Combining AI and neuroscience to detect and predict neurological disorders

In a recent article published in the journal Sensors, researchers perform a scoping review on the shared relationship between artificial intelligence (AI) and neuroscience, emphasizing their convergence and possible applications.

The researchers extensively searched existing literature relevant to the objective of this review. As a result, the final dataset comprised 185 publications, 173 of which were from scientific databases, and the remaining 12 were hyperlink references from Google.

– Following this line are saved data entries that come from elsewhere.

use std::sync::Arc;

use anyhow::{Context, Result};
use chrono::Utc;
use extract::ResolverRun;

use crate::capabilities::Capabilities;
use crate::config::PipelineConfig;
use crate::store::GraphStore;

/// Shared state of one pipeline run, passed explicitly to every stage.
#[derive(Clone)]
pub struct PipelineContext {
    pub store: Arc<dyn GraphStore>,
    pub run: ResolverRun,
    pub caps: Capabilities,
    pub config: PipelineConfig,
}

impl PipelineContext {
    /// Introspect the store and open an audited run.
    pub async fn open(store: Arc<dyn GraphStore>, config: PipelineConfig) -> Result<Self> {
        let caps = store
            .capabilities()
            .await
            .context("Failed to introspect store capabilities")?;

        let disabled = caps.disabled();
        if !disabled.is_empty() {
            tracing::warn!(?disabled, "Optional store features unavailable");
        }

        if !config.sentence_split {
            tracing::warn!("Sentence splitting disabled; documents without sentence rows yield no claims");
        }

        let run = ResolverRun::start(config.resolver_version.clone());
        if caps.audit_events {
            store
                .record_run(&run)
                .await
                .context("Failed to record resolver run")?;
        }
        tracing::info!(run_id = %run.id, version = %run.version, "Resolver run started");

        Ok(Self {
            store,
            run,
            caps,
            config,
        })
    }

    pub async fn finish(&mut self, documents_processed: usize) -> Result<()> {
        self.run.finished_at = Some(Utc::now());
        self.run.documents_processed = documents_processed;

        if self.caps.audit_events {
            self.store
                .record_run(&self.run)
                .await
                .context("Failed to close resolver run")?;
        }
        tracing::info!(run_id = %self.run.id, documents = documents_processed, "Resolver run finished");
        Ok(())
    }
}
use anyhow::{Context, Result};
use regex::Regex;

/// Ordered (reason, pattern) pairs; the first match decides the reason.
const SENSITIVE_PATTERNS: &[(&str, &str)] = &[
    ("csam_reference", r"(?i)\b(csam|child sexual abuse material|child pornography)\b"),
    ("minor_victim_identity", r"(?i)\b(minor victim|victim[- ]\d+)\b.{0,80}\b(date of birth|dob|home address)\b"),
    ("social_security_number", r"\b\d{3}-\d{2}-\d{4}\b"),
    ("sealed_juvenile_record", r"(?i)\bsealed\b.{0,40}\bjuvenile\b"),
    ("medical_record", r"(?i)\b(medical record number|mrn:)"),
];

#[derive(Debug, Clone, PartialEq, Eq)]
pub struct QuarantineVerdict {
    pub reason: String,
}

struct QuarantineRule {
    reason: String,
    pattern: Regex,
}

/// Whole-document gate run before any extraction.
pub struct Quarantine {
    rules: Vec<QuarantineRule>,
}

impl Quarantine {
    pub fn new() -> Result<Self> {
        Self::with_patterns(SENSITIVE_PATTERNS)
    }

    pub fn with_patterns(patterns: &[(&str, &str)]) -> Result<Self> {
        let rules = patterns
            .iter()
            .map(|(reason, pattern)| {
                let pattern = Regex::new(pattern)
                    .with_context(|| format!("Invalid quarantine pattern for {}", reason))?;
                Ok(QuarantineRule {
                    reason: reason.to_string(),
                    pattern,
                })
            })
            .collect::<Result<Vec<_>>>()?;

        Ok(Self { rules })
    }

    pub fn scan(&self, text: &str) -> Option<QuarantineVerdict> {
        self.rules
            .iter()
            .find(|rule| rule.pattern.is_match(text))
            .map(|rule| QuarantineVerdict {
                reason: rule.reason.clone(),
            })
    }
}
use std::collections::HashSet;

const QUOTES: &[char] = &['"', '\'', '`', '\u{2018}', '\u{2019}', '\u{201c}', '\u{201d}', '\u{ab}', '\u{bb}'];
const LEADING_PUNCT: &[char] = &['(', '[', '{', '-', '*', '\u{2022}', ',', '.', ';', ':', '#'];
const TRAILING_PUNCT: &[char] = &['.', ',', ';', ':', '!', '?', ')', ']', '}', '-', '*', '\u{2026}'];

/// Clean a candidate name: control whitespace becomes a space, runs collapse,
/// wrapping quotes and trailing punctuation go, ends are trimmed.
///
/// Applied to a fixpoint, so `normalize(normalize(x)) == normalize(x)`.
pub fn normalize(name: &str) -> String {
    let mut current = name
        .split(|c: char| c.is_whitespace() || c.is_control())
        .filter(|part| !part.is_empty())
        .collect::<Vec<_>>()
        .join(" ");

    loop {
        let next = strip_once(&current);
        if next == current {
            return current;
        }
        current = next;
    }
}

fn strip_once(name: &str) -> String {
    name.trim()
        .trim_start_matches(QUOTES)
        .trim_end_matches(QUOTES)
        .trim_start_matches(LEADING_PUNCT)
        .trim_end_matches(TRAILING_PUNCT)
        .trim()
        .to_string()
}

/// Lowercased normalized form used as the alias-cache key.
pub fn name_key(name: &str) -> String {
    normalize(name).to_lowercase()
}

/// Last whitespace token of a key; the blocking-index bucket.
pub fn last_token(key: &str) -> Option<&str> {
    key.split_whitespace().last()
}

pub fn token_jaccard(a: &str, b: &str) -> f64 {
    let left: HashSet<&str> = a.split_whitespace().collect();
    let right: HashSet<&str> = b.split_whitespace().collect();

    if left.is_empty() && right.is_empty() {
        return 0.0;
    }

    let common = left.intersection(&right).count() as f64;
    let total = left.union(&right).count() as f64;
    common / total
}

#[cfg(test)]
mod tests {
    use super::*;

    #[test]
    fn test_normalization() {
        assert_eq!(normalize("Jeffrey  Epstein"), "Jeffrey Epstein");
        assert_eq!(normalize("\"Jeffrey Epstein.\""), "Jeffrey Epstein");
        assert_eq!(normalize("  Ghislaine\tMaxwell,  "), "Ghislaine Maxwell");
        assert_eq!(normalize("(Palm Beach)"), "Palm Beach");
        assert_eq!(normalize("\u{201c}Little St. James\u{201d}"), "Little St. James");
    }

    #[test]
    fn test_normalize_is_idempotent() {
        let samples = [
            "'\"Bill Clinton\"'.",
            "  -- Deutsche Bank AG ;",
            "Les\u{000b}Wexner\n",
            "\"'.'\"",
            "Prince Andrew...!",
        ];
        for sample in samples {
            let once = normalize(sample);
            assert_eq!(normalize(&once), once, "not idempotent for {sample:?}");
        }
    }

    #[test]
    fn test_name_key_and_tokens() {
        assert_eq!(name_key(" Jeffrey EPSTEIN. "), "jeffrey epstein");
        assert_eq!(last_token("jeffrey e epstein"), Some("epstein"));
        assert_eq!(last_token(""), None);
        assert!((token_jaccard("jeffrey epstein", "mr epstein") - 1.0 / 3.0).abs() < 1e-9);
    }
}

Study: Convergence of Artificial Intelligence and Neuroscience towards the Diagnosis of Neurological Disorders—A Scoping Review. Image Credit: Maxim Gaigul /


Neuroscience principles have uplifted the AI field and vice versa. For example, neuroscience has helped researchers validate existing AI-based models. Likewise, biological neural networks have helped develop deep neural network architectures with several applications, such as text processing and speech recognition.

AI-based systems have helped neuroscientists test their hypotheses and analyze neuroimaging data, which, in turn, help with the early prediction and diagnosis of psychiatric disorders. Furthermore, these AI systems set up an interface with the brain, extract neurological signals, and generate commands that help devices, such as robotic arms, to move paralyzed human parts.

Computer scientists have drawn inspiration from reinforcement learning (RL) in human and animal models to develop algorithms for artificial systems, which alleviates the need for explicit instruction when learning complex strategies. RL has been successfully integrated into various robot-based surgery and gaming applications.

Overall, owing to the ability of AI to analyze complex data and extract hidden patterns, this technology appears to be the ideal choice for neuroscience data analysis.

Neuroscience inspired the design of AI systems

Similar to neurons in the human brain, artificial neural networks (ANNs) have several interconnected units that work in parallel. Likewise, the concept of Hebbian learning and brain structure helped Frank Rosenblatt design a simple ANN called perceptron in the 1950s.

Scientists subsequently modified perceptron networks to form multi-layer perceptron (MLP). In MLP, the output of one layer is fed to the next layer through the hidden layer until the last layer produces the expected results.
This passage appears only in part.